Caritas warns of heavy civilian casualties in Mosul
conflict
(Vatican Radio) The head of
the Catholic aid and development agency, Caritas Internationalis, has warned
the conflict in the Iraqi city of Mosul will cause heavy civilian casualties
and will not be “a clean war” to rid the city of so-called Islamic State
militants.
The Secretary General of the
global Caritas confederation, Michel Roy also accused world leaders of “double
standards” and of pursuing national interests in Syria and Iraq, rather than
considering the interests of the civilian populations of those two countries.
Voicing his fears to Vatican
Radio, Roy warned there are 1.250.000 civilians in Mosul, and so the “war which
is starting now on the city” means that “there will be lots and lots of
civilian people killed in Mosul”. His words came as thousands of people fled
from the city on Wednesday while Iraqi troops and tanks moved in to try and
recapture it from Islamic State control.
Comparing the claims of a
“clean war” in Mosul with the conflict in the Syrian city of Aleppo, Roy said
“we shouldn’t have double standards in what is happening there”. He said
“people are dying, people are suffering in Aleppo, and there are war crimes in Aleppo,
and tomorrow there will be already now people dying and people suffering in
Mosul and also war crimes committed by the other side, and [….] we’ve become
kind of indifferent on this”.
United Nations agencies are
also gearing up for what they fear may be a huge humanitarian crisis caused by
the conflict.
The Caritas Secretary General
urged what he called “the main powers, the USA, the European Union, Russia” to
“stop fighting, stop bombing”, adding that “this is not the way forward”. Roy
acknowledged that Islamic State or Da’esh is “a real big terrorist
issue”, even if, he said “I am sure at some time they will also want to sit and
talk”.
But he insisted that “What
the U.S. wants in the Middle East, what Russia wants in the Middle East is not
for the good of the Middle Eastern people, it’s for their own interests and
that has to stop”. Echoing the words of Pope Francis, Roy urged world leaders
to “look at things in a different way” and work to bring the warring parties to
the negotiating table for the good of all people in the region.
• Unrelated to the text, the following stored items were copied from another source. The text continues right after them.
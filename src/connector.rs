use anyhow::Context;
use std::{fmt, sync::Arc, time::Duration};
use tokio::{net::TcpStream, time::timeout};
use rustls::pki_types::ServerName;
use tokio_rustls::TlsConnector;
use tracing::{debug, info};

use crate::config::{SecurityMode, UpstreamConfig};
use crate::error::{RelayError, Result};
use crate::pair::{OutboundConnection, SessionId};
use crate::stream::StreamType;
use crate::tls::{load_client_config, server_name};

/// The fixed upstream endpoint.
#[derive(Debug, Clone)]
pub struct UpstreamTarget {
    pub host: String,
    pub port: u16,
    pub connect_timeout: Duration,
}

impl UpstreamTarget {
    #[must_use]
    pub fn addr(&self) -> String {
        format!("{}:{}", self.host, self.port)
    }
}

/// Opens outbound connections to the upstream, one per inbound session.
pub enum UpstreamConnector {
    Encrypted {
        target: UpstreamTarget,
        tls: TlsConnector,
        server_name: ServerName<'static>,
    },
    Plaintext {
        target: UpstreamTarget,
    },
}

impl fmt::Debug for UpstreamConnector {
    fn fmt(&self, f: &mut fmt::Formatter<'_>) -> fmt::Result {
        f.debug_struct("UpstreamConnector")
            .field("security", &self.security())
            .field("target", self.target())
            .finish_non_exhaustive()
    }
}

impl UpstreamConnector {
    #[must_use]
    pub const fn plaintext(target: UpstreamTarget) -> Self {
        Self::Plaintext { target }
    }

    /// `name` is the TLS server name, usually the target host.
    pub fn encrypted(
        target: UpstreamTarget,
        config: Arc<rustls::ClientConfig>,
        name: &str,
    ) -> Result<Self> {
        let server_name =
            server_name(name).ok_or_else(|| RelayError::InvalidServerName(name.to_string()))?;
        Ok(Self::Encrypted {
            target,
            tls: TlsConnector::from(config),
            server_name,
        })
    }

    pub fn from_config(config: &UpstreamConfig) -> anyhow::Result<Self> {
        let target = UpstreamTarget {
            host: config.host.clone(),
            port: config.port,
            connect_timeout: config.connect_timeout(),
        };

        match config.security {
            SecurityMode::Plaintext => Ok(Self::plaintext(target)),
            SecurityMode::Encrypted => {
                let client_config = load_client_config(&config.tls)
                    .context("Failed to build upstream TLS configuration")?;
                let name = config
                    .tls
                    .server_name
                    .clone()
                    .unwrap_or_else(|| config.host.clone());
                Ok(Self::encrypted(target, Arc::new(client_config), &name)?)
            }
        }
    }

    #[must_use]
    pub const fn target(&self) -> &UpstreamTarget {
        match self {
            Self::Encrypted { target, .. } | Self::Plaintext { target } => target,
        }
    }

    #[must_use]
    pub const fn security(&self) -> SecurityMode {
        match self {
            Self::Encrypted { .. } => SecurityMode::Encrypted,
            Self::Plaintext { .. } => SecurityMode::Plaintext,
        }
    }

    /// Connects to the upstream on behalf of `session`. The whole attempt,
    /// including the TLS handshake, is bounded by the target's connect timeout.
    pub async fn connect(&self, session: SessionId) -> Result<OutboundConnection> {
        let target = self.target();
        let addr = target.addr();
        debug!(%session, upstream = %addr, "Connecting to upstream");

        let stream = timeout(target.connect_timeout, self.establish(&addr))
            .await
            .map_err(|_| RelayError::ConnectTimeout {
                addr: addr.clone(),
                timeout: target.connect_timeout,
            })??;

        info!(
            %session,
            upstream = %addr,
            encrypted = stream.is_encrypted(),
            "Connected to upstream"
        );
        Ok(OutboundConnection::new(session, stream))
    }

    async fn establish(&self, addr: &str) -> Result<StreamType> {
        let tcp_stream = TcpStream::connect(addr)
            .await
            .map_err(|source| RelayError::Connect {
                addr: addr.to_string(),
                source,
            })?;
        if let Err(e) = tcp_stream.set_nodelay(true) {
            debug!(error = %e, "Failed to set TCP_NODELAY");
        }

        match self {
            Self::Plaintext { .. } => Ok(StreamType::Plain(tcp_stream)),
            Self::Encrypted {
                tls, server_name, ..
            } => {
                let tls_stream = tls
                    .connect(server_name.clone(), tcp_stream)
                    .await
                    .map_err(|source| RelayError::Handshake {
                        addr: addr.to_string(),
                        source,
                    })?;
                Ok(StreamType::Tls(Box::new(tls_stream)))
            }
        }
    }
}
The Caritas leader cited the
example of the way the Lebanese civil war ended in 1995 as “an example to
follow for Syria”. He said the combatants must “come and sit at the table and
decide about their future together”. While the international community has to
facilitate this, he stressed they “don't have to decide for the people and,
especially in Syria, if they decide for the people, that [war] will never end.